В-третьих, французы в корне изменили стратегию и тактику ведения войны и сражения. Все современники отмечали одно из важнейших свойств французской армии — быстроту развертывания и передвижения, стремительность маневрирования в районе военных действий и на поле боя. Наполеон исповедовал девиз Морица Саксонского: «Тайна победы — в ногах». Эпоха осад крепостей прошла, «армии — эти живые стены — взяли верх над мертвыми стенами крепостей. Марши заменили осады. У кого больше людей, тот может быть более свободен в маневрах и комбинировать их на большом пространстве»80.

Быстроте движения и маневрирования благоприятствовала принятая как постулат система обеспечения войск, отметавшая традиционные для всех армий обозы. Как писал автор записки 1808 года «Замечания о французской армии», «эти нескончаемые нити повозок и тяжестей, наиболее стеснявшие марши в войнах нового времени, эти вторые армии, более растягивающиеся и труднее подвижные, чем первые, сократились до чрезвычайности вследствие преобразования трудного уменья перевозить необходимое по дороге; то, что прежде перевозилось на лошадях, теперь пехотинец должен был переносить на себе или обходиться без этого». Французы открыто делали ставку на мародерство: «Случалось, что за войсками следовали роты молотильщиков для вымолота хлеба, необходимого солдатам, — вот каким способом обходились без продовольственного транспорта. Реквизиция лавок вместо складов обмундирования. Пехотинец был нечто вроде пешего казака». Такой способ обеспечения войск зиждился на философии кондотьера, искателя счастья: «Продовольствие, одежда, жалование — он ничего не получал регулярно и всего ожидал от счастья, надеясь, что следующее мгновение доставит то, чего ему недоставало в предыдущее. Солдат привыкал к лишениям и считал, что исполняет одну из главнейших обязанностей своего ремесла, перенося их. При том же то, что обстоятельства ставили в необходимость переносить, было провозглашено как добродетель, которая должна быть свойственна республиканцу, а террор зажимал рты недовольных»81.

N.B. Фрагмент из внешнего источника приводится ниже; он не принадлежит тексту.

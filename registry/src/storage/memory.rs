use std::{
    collections::{BTreeMap, VecDeque},
    sync::Arc,
};

use async_trait::async_trait;
use futures::StreamExt;
use parking_lot::Mutex;
use tokio::sync::broadcast::{self, error::RecvError};

use super::{
    RawEvent, RawEventStream, RawEventType, RawObject, Revision, Storage, StorageError,
};

const EVENT_CHANNEL_CAPACITY: usize = 256;
/// Number of past changes kept for resuming watchers.
pub const DEFAULT_HISTORY_LIMIT: usize = 1000;

/// In-process storage with the same revision and watch semantics as etcd.
/// Keeps the last `history_limit` changes, so watchers can resume from any
/// revision after the compaction point. Older revisions are compacted
/// automatically.
#[derive(Clone)]
pub struct MemoryStorage {
    inner: Arc<Inner>,
}

struct Inner {
    state: Mutex<State>,
    events: broadcast::Sender<RawEvent>,
}

struct State {
    items: BTreeMap<String, (Vec<u8>, Revision)>,
    revision: Revision,
    compacted: Revision,
    history: VecDeque<RawEvent>,
    history_limit: usize,
}

impl State {
    fn record(
        &mut self,
        events: &broadcast::Sender<RawEvent>,
        event_type: RawEventType,
        key: &str,
        value: Option<Vec<u8>>,
        prev_value: Option<Vec<u8>>,
    ) -> Revision {
        self.revision += 1;
        let event = RawEvent {
            event_type,
            key: key.to_owned(),
            value,
            prev_value,
            revision: self.revision,
        };
        self.history.push_back(event.clone());
        while self.history.len() > self.history_limit {
            if let Some(dropped) = self.history.pop_front() {
                self.compacted = dropped.revision;
            }
        }
        // no subscriber is not an error
        let _ = events.send(event);
        self.revision
    }

    fn events_after(
        &self,
        prefix: &str,
        since: Revision,
    ) -> Result<VecDeque<RawEvent>, StorageError> {
        if since < self.compacted {
            return Err(StorageError::Compacted(since));
        }
        if since > self.revision {
            return Err(StorageError::FutureRevision {
                requested: since,
                current: self.revision,
            });
        }
        Ok(self
            .history
            .iter()
            .filter(|e| e.revision > since && e.key.starts_with(prefix))
            .cloned()
            .collect())
    }
}

impl Default for MemoryStorage {
    fn default() -> Self {
        Self::new()
    }
}

impl MemoryStorage {
    pub fn new() -> Self {
        Self::with_history_limit(DEFAULT_HISTORY_LIMIT)
    }

    pub fn with_history_limit(history_limit: usize) -> Self {
        let (events, _) = broadcast::channel(EVENT_CHANNEL_CAPACITY);
        let state = State {
            items: BTreeMap::new(),
            revision: 0,
            compacted: 0,
            history: VecDeque::new(),
            history_limit: history_limit.max(1),
        };
        MemoryStorage {
            inner: Arc::new(Inner {
                state: Mutex::new(state),
                events,
            }),
        }
    }

    pub fn revision(&self) -> Revision {
        self.inner.state.lock().revision
    }

    /// Drops history up to and including `revision`.
    pub fn compact(&self, revision: Revision) {
        let mut state = self.inner.state.lock();
        state.history.retain(|e| e.revision > revision);
        state.compacted = state.compacted.max(revision);
        tracing::debug!("Memory storage compacted at revision {}", revision);
    }
}

struct WatchState {
    inner: Arc<Inner>,
    rx: broadcast::Receiver<RawEvent>,
    prefix: String,
    pending: VecDeque<RawEvent>,
    last: Revision,
    done: bool,
}

#[async_trait]
impl Storage for MemoryStorage {
    async fn create(&self, key: &str, value: Vec<u8>) -> Result<Revision, StorageError> {
        let mut state = self.inner.state.lock();
        if state.items.contains_key(key) {
            return Err(StorageError::AlreadyExists(key.to_owned()));
        }
        let revision = state.record(
            &self.inner.events,
            RawEventType::Put,
            key,
            Some(value.clone()),
            None,
        );
        state.items.insert(key.to_owned(), (value, revision));
        Ok(revision)
    }

    async fn get(&self, key: &str) -> Result<RawObject, StorageError> {
        let state = self.inner.state.lock();
        state
            .items
            .get(key)
            .map(|(value, revision)| RawObject {
                key: key.to_owned(),
                value: value.clone(),
                revision: *revision,
            })
            .ok_or_else(|| StorageError::NotFound(key.to_owned()))
    }

    async fn list(&self, prefix: &str) -> Result<(Vec<RawObject>, Revision), StorageError> {
        let state = self.inner.state.lock();
        let objects = state
            .items
            .range(prefix.to_owned()..)
            .take_while(|(key, _)| key.starts_with(prefix))
            .map(|(key, (value, revision))| RawObject {
                key: key.to_owned(),
                value: value.clone(),
                revision: *revision,
            })
            .collect();
        Ok((objects, state.revision))
    }

    async fn update(
        &self,
        key: &str,
        value: Vec<u8>,
        expected: Revision,
    ) -> Result<Revision, StorageError> {
        let mut state = self.inner.state.lock();
        let (prev_value, actual) = state
            .items
            .get(key)
            .cloned()
            .ok_or_else(|| StorageError::NotFound(key.to_owned()))?;
        if actual != expected {
            return Err(StorageError::Conflict {
                key: key.to_owned(),
                expected,
                actual,
            });
        }
        let revision = state.record(
            &self.inner.events,
            RawEventType::Put,
            key,
            Some(value.clone()),
            Some(prev_value),
        );
        state.items.insert(key.to_owned(), (value, revision));
        Ok(revision)
    }

    async fn delete(
        &self,
        key: &str,
        expected: Option<Revision>,
    ) -> Result<RawObject, StorageError> {
        let mut state = self.inner.state.lock();
        let (prev_value, actual) = state
            .items
            .get(key)
            .cloned()
            .ok_or_else(|| StorageError::NotFound(key.to_owned()))?;
        if let Some(expected) = expected {
            if actual != expected {
                return Err(StorageError::Conflict {
                    key: key.to_owned(),
                    expected,
                    actual,
                });
            }
        }
        state.items.remove(key);
        state.record(
            &self.inner.events,
            RawEventType::Delete,
            key,
            None,
            Some(prev_value.clone()),
        );
        Ok(RawObject {
            key: key.to_owned(),
            value: prev_value,
            revision: actual,
        })
    }

    async fn watch(&self, prefix: &str, since: Revision) -> Result<RawEventStream, StorageError> {
        let (rx, pending, last) = {
            let state = self.inner.state.lock();
            // subscribe while holding the lock so no event falls in between
            let rx = self.inner.events.subscribe();
            let since = if since == 0 { state.revision } else { since };
            (rx, state.events_after(prefix, since)?, since)
        };

        let watch_state = WatchState {
            inner: self.inner.clone(),
            rx,
            prefix: prefix.to_owned(),
            pending,
            last,
            done: false,
        };

        let stream = futures::stream::unfold(watch_state, |mut s| async move {
            if s.done {
                return None;
            }
            loop {
                if let Some(event) = s.pending.pop_front() {
                    s.last = event.revision;
                    return Some((Ok(event), s));
                }
                match s.rx.recv().await {
                    Ok(event) => {
                        if event.revision <= s.last || !event.key.starts_with(&s.prefix) {
                            continue;
                        }
                        s.last = event.revision;
                        return Some((Ok(event), s));
                    },
                    Err(RecvError::Lagged(n)) => {
                        tracing::debug!("Watcher on {} lagged {} events, replaying", s.prefix, n);
                        let replay = {
                            let state = s.inner.state.lock();
                            state.events_after(&s.prefix, s.last)
                        };
                        match replay {
                            Ok(pending) => s.pending = pending,
                            Err(e) => {
                                s.done = true;
                                return Some((Err(e), s));
                            },
                        }
                    },
                    Err(RecvError::Closed) => return None,
                }
            }
        });

        Ok(stream.boxed())
    }
}

#[cfg(test)]
mod tests {
    use futures::StreamExt;

    use super::*;

    #[tokio::test]
    async fn create_get_list() {
        let storage = MemoryStorage::new();
        let r1 = storage.create("/apps/dev/a", b"a".to_vec()).await.unwrap();
        let r2 = storage.create("/apps/dev/b", b"b".to_vec()).await.unwrap();
        storage.create("/apps/dev2/c", b"c".to_vec()).await.unwrap();
        assert!(r2 > r1);

        assert_eq!(
            storage.create("/apps/dev/a", b"x".to_vec()).await,
            Err(StorageError::AlreadyExists("/apps/dev/a".to_string()))
        );
        assert_eq!(storage.get("/apps/dev/a").await.unwrap().value, b"a");

        let (objects, revision) = storage.list("/apps/dev/").await.unwrap();
        assert_eq!(objects.len(), 2);
        assert_eq!(revision, storage.revision());
    }

    #[tokio::test]
    async fn update_requires_matching_revision() {
        let storage = MemoryStorage::new();
        let r1 = storage.create("/k", b"1".to_vec()).await.unwrap();
        let r2 = storage.update("/k", b"2".to_vec(), r1).await.unwrap();
        assert!(r2 > r1);
        let err = storage.update("/k", b"3".to_vec(), r1).await.unwrap_err();
        assert!(matches!(err, StorageError::Conflict { actual, .. } if actual == r2));
        assert!(matches!(
            storage.update("/missing", b"3".to_vec(), r1).await,
            Err(StorageError::NotFound(_))
        ));
    }

    #[tokio::test]
    async fn delete_returns_prior_state() {
        let storage = MemoryStorage::new();
        let r1 = storage.create("/k", b"1".to_vec()).await.unwrap();
        assert!(storage.delete("/k", Some(r1 + 10)).await.is_err());
        let prior = storage.delete("/k", Some(r1)).await.unwrap();
        assert_eq!(prior.value, b"1");
        assert!(matches!(storage.get("/k").await, Err(StorageError::NotFound(_))));
    }

    #[tokio::test]
    async fn watch_from_now_and_resume() {
        let storage = MemoryStorage::new();
        let r1 = storage.create("/apps/a", b"1".to_vec()).await.unwrap();

        let mut live = storage.watch("/apps/", 0).await.unwrap();
        storage.create("/other/x", b"x".to_vec()).await.unwrap();
        let r2 = storage.update("/apps/a", b"2".to_vec(), r1).await.unwrap();
        let event = live.next().await.unwrap().unwrap();
        assert_eq!(event.revision, r2);
        assert_eq!(event.prev_value.as_deref(), Some(&b"1"[..]));

        storage.delete("/apps/a", None).await.unwrap();
        let mut resumed = storage.watch("/apps/", r1).await.unwrap();
        let first = resumed.next().await.unwrap().unwrap();
        let second = resumed.next().await.unwrap().unwrap();
        assert_eq!(first.revision, r2);
        assert_eq!(second.event_type, RawEventType::Delete);
    }

    #[tokio::test]
    async fn watch_before_compaction_fails() {
        let storage = MemoryStorage::new();
        let r1 = storage.create("/k", b"1".to_vec()).await.unwrap();
        storage.update("/k", b"2".to_vec(), r1).await.unwrap();
        storage.compact(r1 + 1);
        assert!(matches!(
            storage.watch("/", r1).await,
            Err(StorageError::Compacted(_))
        ));
    }

    #[tokio::test]
    async fn history_is_bounded() {
        let storage = MemoryStorage::with_history_limit(3);
        let mut revision = storage.create("/k", b"0".to_vec()).await.unwrap();
        for i in 1..5 {
            revision = storage
                .update("/k", i.to_string().into_bytes(), revision)
                .await
                .unwrap();
        }
        assert_eq!(storage.inner.state.lock().history.len(), 3);

        // revisions 1 and 2 were dropped
        assert_eq!(
            storage.watch("/", 1).await.err(),
            Some(StorageError::Compacted(1))
        );
        let mut resumed = storage.watch("/", 2).await.unwrap();
        assert_eq!(resumed.next().await.unwrap().unwrap().revision, 3);
    }

    #[tokio::test]
    async fn watch_rejects_future_revision() {
        let storage = MemoryStorage::new();
        let r1 = storage.create("/k", b"1".to_vec()).await.unwrap();
        assert_eq!(
            storage.watch("/", r1 + 5).await.err(),
            Some(StorageError::FutureRevision {
                requested: r1 + 5,
                current: r1,
            })
        );
        assert!(storage.watch("/", r1).await.is_ok());
    }
}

Но маневрирование во французской армии не было самоцелью. Вообще, маневрирование армии — великое искусство. Известно, что прусский король Фридрих Великий в ходе Семилетней войны (особенно во второй ее половине) имел порой армию в два раза меньшую, чем противники, но, ловко маневрируя, уходил от столкновения с неприятелем, изматывал его своими маневрами так, что одна кампания сменяла другую, а прусская армия оставалась неуязвимой для врагов. Но все же маневрирование Наполеона было особым: в основе тактики французской армии лежало стремительное передвижение корпусов с целью настигнуть противника, окружить его или принудить к сражению. В сражении же французы действовали так же стремительно, как в преследовании. Они, не упуская инициативы, обычно не переходя в оборону, организовывали одну атаку за другой до тех пор, пока противник не будет смят или отброшен с занятых им позиции. При этом корпуса — эти армии в миниатюре — получали самостоятельные задания по охвату, окружению противника, рассечению его сил. Для этого у них было все необходимое, и обычно во главе корпуса стояли выдающиеся военачальники — маршалы Франции. Автор «Замечания» писал, что именно военачальники давали армии энергию воли: «Революция, сместившая множество людей, поставила вместо них таких, какие были ей нужны, и на такие посты, на каких этим людям никогда бы не быть без нее… Напрягая все усилия, они беспрестанно рисковали всем и всегда открывали себе вероятность не выиграть, ибо не отступали перед решимостью все потерять. Они давали каждое сражение так, как бы оно было решительное, они делали каждое усилие так, будто бы оно было последнее. Все в цвете лет, когда человек обнимает и преследует предмет, за который берется, с живостью, гибкостью и энергиею, они наэлектризовывали эту многочисленную, легкую летучую армию той твердою волею, которая… никогда не задумывается перед препятствиями».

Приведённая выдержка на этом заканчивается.